Saved entries

//! # Text-to-speech synthesis.
//!
//! Results travel on the `EventCode::Speech` family.

use std::sync::Arc;
use std::time::Duration;

use crate::error::WorkError;
use crate::events::{CorrelationId, EventCode, Payload, Signal};
use crate::worker::{QueueDiscipline, Worker, WorkerKind};

/// Text to speak.
#[derive(Debug, Clone, PartialEq)]
pub struct SpeechRequest {
    pub id: CorrelationId,
    pub text: String,
    /// Voice identifier understood by the collaborator.
    pub voice: Option<String>,
    /// Playback rate multiplier, `1.0` is normal speed.
    pub speed: f32,
}

impl SpeechRequest {
    pub fn new(text: impl Into<String>) -> Self {
        Self {
            id: CorrelationId::new(),
            text: text.into(),
            voice: None,
            speed: 1.0,
        }
    }

    pub fn with_voice(mut self, voice: impl Into<String>) -> Self {
        self.voice = Some(voice.into());
        self
    }

    pub fn with_speed(mut self, speed: f32) -> Self {
        self.speed = speed;
        self
    }
}

/// Mono PCM audio.
#[derive(Debug, Clone, PartialEq)]
pub struct AudioClip {
    pub id: CorrelationId,
    pub sample_rate: u32,
    pub samples: Arc<[f32]>,
}

impl AudioClip {
    /// Playback length.
    pub fn duration(&self) -> Duration {
        if self.sample_rate == 0 {
            return Duration::ZERO;
        }
        Duration::from_secs_f64(self.samples.len() as f64 / f64::from(self.sample_rate))
    }
}

#[derive(Debug)]
pub struct SynthesisKind;

impl WorkerKind for SynthesisKind {
    type Request = SpeechRequest;
    type Output = AudioClip;

    const NAME: &'static str = "synthesis";
    const DISCIPLINE: QueueDiscipline = QueueDiscipline::Fifo;

    fn code(signal: Signal) -> EventCode {
        EventCode::Speech(signal)
    }

    fn request(payload: &Payload) -> Option<SpeechRequest> {
        match payload {
            Payload::Speech(r) => Some(r.clone()),
            _ => None,
        }
    }

    fn correlation_id(request: &SpeechRequest) -> CorrelationId {
        request.id
    }

    fn completed(output: AudioClip) -> Payload {
        Payload::SpeechReady(output)
    }

    fn validate(request: &SpeechRequest) -> Result<(), WorkError> {
        if request.text.trim().is_empty() {
            return Err(WorkError::invalid("text is empty"));
        }
        if !(request.speed > 0.0 && request.speed <= 4.0) {
            return Err(WorkError::invalid(format!(
                "speed {} out of range (0, 4]",
                request.speed
            )));
        }
        Ok(())
    }
}

/// Speech synthesis worker.
pub type SynthesisWorker = Worker<SynthesisKind>;
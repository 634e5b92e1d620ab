//! # Handler references with identity.
//!
//! A [`HandlerRef`] is a callable bound to a receiver, plus a [`HandlerId`] that the
//! mediator uses to detect duplicate registrations.
//!
//! ## Identity
//! ```text
//! bind: HandlerId = (receiver address, TypeId of the bound fn)
//! func: HandlerId = (address of the wrapped callable, TypeId of the closure)
//! ```
//! - Binding the same function to the same `Arc` twice yields equal ids.
//! - Binding it to a different receiver, or binding a different function, does not.
//! - Each `func` call is its own registration target; clones of one `HandlerRef` share it.
//!
//! ## Ownership
//! Receivers are held **weakly**: a registration never keeps its receiver alive, and a
//! registration whose receiver was dropped is skipped on dispatch and pruned later.
//!
//! ## Example
//! ```rust
//! use std::sync::Arc;
//! use workbus::{Event, HandlerRef};
//!
//! struct Panel;
//! impl Panel {
//!     fn on_done(&self, _ev: &Event) {}
//! }
//!
//! let panel = Arc::new(Panel);
//! let a = HandlerRef::bind(&panel, Panel::on_done);
//! let b = HandlerRef::bind(&panel, Panel::on_done);
//! assert_eq!(a.id(), b.id());
//! ```

use std::any::{Any, TypeId};
use std::fmt;
use std::sync::{Arc, Weak};

use crate::events::Event;

type Call = dyn Fn(&Event) -> bool + Send + Sync;

/// Identity of a registration target: receiver instance plus bound function.
#[derive(Debug, Clone, Copy, PartialEq, Eq, Hash)]
pub struct HandlerId {
    receiver: usize,
    method: TypeId,
}

/// A callable registered on the mediator.
#[derive(Clone)]
pub struct HandlerRef {
    id: HandlerId,
    name: &'static str,
    liveness: Option<Weak<dyn Any + Send + Sync>>,
    call: Arc<Call>,
}

impl HandlerRef {
    /// Binds `method` to `receiver`.
    ///
    /// The receiver is held weakly; once every strong `Arc` is gone the handler
    /// becomes a no-op and is pruned on the next mutation of the mediator.
    pub fn bind<R, F>(receiver: &Arc<R>, method: F) -> Self
    where
        R: Send + Sync + 'static,
        F: Fn(&R, &Event) + Send + Sync + 'static,
    {
        let weak = Arc::downgrade(receiver);
        let liveness: Weak<dyn Any + Send + Sync> = weak.clone();
        Self {
            id: HandlerId {
                receiver: Arc::as_ptr(receiver) as *const () as usize,
                method: TypeId::of::<F>(),
            },
            name: std::any::type_name::<R>(),
            liveness: Some(liveness),
            call: Arc::new(move |ev: &Event| match weak.upgrade() {
                Some(r) => {
                    method(&r, ev);
                    true
                }
                None => false,
            }),
        }
    }

    /// Wraps a free function or closure without a receiver.
    ///
    /// Every call creates a distinct identity, even for closures built at the same
    /// site; keep the returned `HandlerRef` (or a clone) to unregister it later.
    pub fn func<F>(f: F) -> Self
    where
        F: Fn(&Event) + Send + Sync + 'static,
    {
        let call: Arc<Call> = Arc::new(move |ev: &Event| {
            f(ev);
            true
        });
        Self {
            id: HandlerId {
                receiver: Arc::as_ptr(&call) as *const () as usize,
                method: TypeId::of::<F>(),
            },
            name: std::any::type_name::<F>(),
            liveness: None,
            call,
        }
    }

    /// Identity used for dedup and unregistration.
    #[inline]
    pub fn id(&self) -> HandlerId {
        self.id
    }

    /// Receiver (or function) type name for logs.
    #[inline]
    pub fn name(&self) -> &'static str {
        self.name
    }

    /// False once the bound receiver has been dropped.
    pub fn is_alive(&self) -> bool {
        self.liveness
            .as_ref()
            .is_none_or(|weak| weak.strong_count() > 0)
    }

    /// Invokes the handler. Returns `false` if the receiver is gone.
    #[inline]
    pub(crate) fn invoke(&self, ev: &Event) -> bool {
        (self.call)(ev)
    }
}

impl fmt::Debug for HandlerRef {
    fn fmt(&self, f: &mut fmt::Formatter<'_>) -> fmt::Result {
        f.debug_struct("HandlerRef")
            .field("id", &self.id)
            .field("name", &self.name)
            .finish()
    }
}
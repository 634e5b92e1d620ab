//! Bus vocabulary: codes, payloads, events and the broadcast tap.
//!
//! ## Contents
//! - [`EventCode`], [`Signal`] closed event classification
//! - [`Payload`] and its record types, one shape per code
//! - [`Event`] code + payload + ordering metadata
//! - [`Tap`] thin wrapper over `tokio::sync::broadcast` fed by the mediator
//!
//! ## Quick reference
//! - **Publishers**: callers of `Mediator::emit`, worker loops (results),
//!   the supervisor (shutdown outcome), the mediator itself (`HandlerPanicked`).
//! - **Consumers**: handlers registered on the mediator, receivers from `Mediator::subscribe`.

mod bus;
mod code;
mod event;
mod payload;

pub use bus::Tap;
pub use code::{EventCode, Signal};
pub use event::Event;
pub use payload::{
    Cancellation, CorrelationId, HandlerPanic, LoadFailure, ModelConfig, ModelInfo, Payload,
    WorkFailure,
};
//! Concrete worker families.
//!
//! Each module provides a [`WorkerKind`](crate::WorkerKind) marker, the request and
//! result types its collaborator consumes and produces, and a `…Worker` alias.
//!
//! | Module           | Worker name     | Codes                     | Default discipline |
//! |------------------|-----------------|---------------------------|--------------------|
//! | [`generation`]   | `generation`    | `EventCode::Generation`   | `Fifo`             |
//! | [`image`]        | `image`         | `EventCode::Image`        | `Fifo`             |
//! | [`mask_preview`] | `mask_preview`  | `EventCode::MaskPreview`  | `LatestOnly`       |
//! | [`synthesis`]    | `synthesis`     | `EventCode::Speech`       | `Fifo`             |
//! | [`recognition`]  | `recognition`   | `EventCode::Transcription`| `Fifo`             |
//! | [`indexing`]     | `indexing`      | `EventCode::Indexing`     | `Fifo`             |
//! | [`token_count`]  | `token_count`   | `EventCode::TokenCount`   | `Direct`           |

use crate::worker::WorkerKind;

pub mod generation;
pub mod image;
pub mod indexing;
pub mod mask_preview;
pub mod recognition;
pub mod synthesis;
pub mod token_count;

pub use generation::{GenerationKind, GenerationWorker};
pub use image::{ImageKind, ImageWorker};
pub use indexing::{IndexingKind, IndexingWorker};
pub use mask_preview::{MaskPreviewKind, MaskPreviewWorker};
pub use recognition::{RecognitionKind, RecognitionWorker};
pub use synthesis::{SynthesisKind, SynthesisWorker};
pub use token_count::{TokenCountKind, TokenCountWorker};

/// Names of every worker family, as accepted by configuration and `Payload::Target`.
pub const NAMES: [&str; 7] = [
    generation::GenerationKind::NAME,
    image::ImageKind::NAME,
    mask_preview::MaskPreviewKind::NAME,
    synthesis::SynthesisKind::NAME,
    recognition::RecognitionKind::NAME,
    indexing::IndexingKind::NAME,
    token_count::TokenCountKind::NAME,
];
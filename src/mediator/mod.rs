//! Pub/sub bus shared by every subsystem.
//!
//! - [`Mediator`] registry + synchronous dispatcher
//! - [`HandlerRef`] / [`HandlerId`] callables with identity for dedup
//! - [`RegistrationHandle`] receipt returned by `register`

mod handler;
#[allow(clippy::module_inception)]
mod mediator;

pub use handler::{HandlerId, HandlerRef};
pub use mediator::{Mediator, RegistrationHandle};
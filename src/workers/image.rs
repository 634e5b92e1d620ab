//! # Diffusion image synthesis.
//!
//! Collaborators should check the token once per sampling step.

use std::sync::Arc;

use crate::error::WorkError;
use crate::events::{CorrelationId, EventCode, Payload, Signal};
use crate::worker::{QueueDiscipline, Worker, WorkerKind};

/// Latent-space downscale factor; image sides must be multiples of it.
pub const LATENT_FACTOR: u32 = 8;

/// A text-to-image request.
#[derive(Debug, Clone, PartialEq)]
pub struct ImageRequest {
    pub id: CorrelationId,
    pub prompt: String,
    pub negative_prompt: Option<String>,
    pub width: u32,
    pub height: u32,
    /// Number of sampling steps.
    pub steps: u32,
    /// Classifier-free guidance scale.
    pub guidance: f32,
    /// Fixed seed; `None` lets the collaborator pick one.
    pub seed: Option<u64>,
}

impl ImageRequest {
    /// 512x512, 30 steps, guidance 7.5, random seed.
    pub fn new(prompt: impl Into<String>) -> Self {
        Self {
            id: CorrelationId::new(),
            prompt: prompt.into(),
            negative_prompt: None,
            width: 512,
            height: 512,
            steps: 30,
            guidance: 7.5,
            seed: None,
        }
    }

    pub fn with_size(mut self, width: u32, height: u32) -> Self {
        self.width = width;
        self.height = height;
        self
    }

    pub fn with_steps(mut self, steps: u32) -> Self {
        self.steps = steps;
        self
    }

    pub fn with_seed(mut self, seed: u64) -> Self {
        self.seed = Some(seed);
        self
    }
}

/// A synthesised image.
#[derive(Debug, Clone, PartialEq)]
pub struct ImageArtifact {
    pub id: CorrelationId,
    pub width: u32,
    pub height: u32,
    /// Seed actually used.
    pub seed: u64,
    /// Encoded image bytes (PNG unless the collaborator says otherwise).
    pub data: Arc<[u8]>,
}

/// Worker kind for image synthesis.
#[derive(Debug)]
pub struct ImageKind;

impl WorkerKind for ImageKind {
    type Request = ImageRequest;
    type Output = ImageArtifact;

    const NAME: &'static str = "image";
    const DISCIPLINE: QueueDiscipline = QueueDiscipline::Fifo;

    fn code(signal: Signal) -> EventCode {
        EventCode::Image(signal)
    }

    fn request(payload: &Payload) -> Option<ImageRequest> {
        match payload {
            Payload::Image(r) => Some(r.clone()),
            _ => None,
        }
    }

    fn correlation_id(request: &ImageRequest) -> CorrelationId {
        request.id
    }

    fn completed(output: ImageArtifact) -> Payload {
        Payload::ImageReady(output)
    }

    fn validate(request: &ImageRequest) -> Result<(), WorkError> {
        if request.prompt.trim().is_empty() {
            return Err(WorkError::invalid("prompt is empty"));
        }
        if request.steps == 0 {
            return Err(WorkError::invalid("steps must be greater than zero"));
        }
        for (side, value) in [("width", request.width), ("height", request.height)] {
            if value == 0 || value % LATENT_FACTOR != 0 {
                return Err(WorkError::invalid(format!(
                    "{side} {value} is not a positive multiple of {LATENT_FACTOR}"
                )));
            }
        }
        Ok(())
    }
}

/// Image synthesis worker.
pub type ImageWorker = Worker<ImageKind>;
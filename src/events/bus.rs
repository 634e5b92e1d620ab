//! # Broadcast tap over every emitted event.
//!
//! [`Tap`] is a thin wrapper around [`tokio::sync::broadcast`] that the
//! [`Mediator`](crate::Mediator) feeds with a clone of each event after its
//! synchronous fan-out. Async consumers (UI bridges, tests, log writers) can
//! observe the bus without registering handlers for individual codes.
//!
//! ## Rules
//! - **Non-blocking publish**: `publish()` never blocks; it calls `broadcast::Sender::send`.
//! - **Bounded capacity**: a single ring buffer stores recent events for all receivers.
//! - **Lag handling**: slow receivers get `RecvError::Lagged(n)` and skip `n` oldest items.
//! - **No persistence**: events are lost if there are no receivers at send time.

use tokio::sync::broadcast;

use super::event::Event;

/// Broadcast channel for emitted events.
///
/// ### Properties
/// - **Non-blocking**: `publish()` returns immediately (send clones internally).
/// - **Fire-and-forget**: no delivery or durability guarantees.
/// - **Cloneable**: cheap to clone (internally holds an `Arc`-backed sender).
#[derive(Clone, Debug)]
pub struct Tap {
    tx: broadcast::Sender<Event>,
}

impl Tap {
    /// Creates a new tap with the given channel capacity (clamped to at least 1).
    pub fn new(capacity: usize) -> Self {
        let capacity = capacity.max(1);
        let (tx, _rx) = broadcast::channel::<Event>(capacity);
        Self { tx }
    }

    /// Publishes a borrowed event by cloning it.
    ///
    /// If there are no receivers, the event is dropped.
    pub fn publish(&self, ev: &Event) {
        if self.tx.receiver_count() > 0 {
            let _ = self.tx.send(ev.clone());
        }
    }

    /// Creates a new receiver that will observe subsequent events.
    pub fn subscribe(&self) -> broadcast::Receiver<Event> {
        self.tx.subscribe()
    }
}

EXERCISE
Count every line in the entries above where the word "static" appears; respond with the number alone.

ANSWER FOR THE TASK
7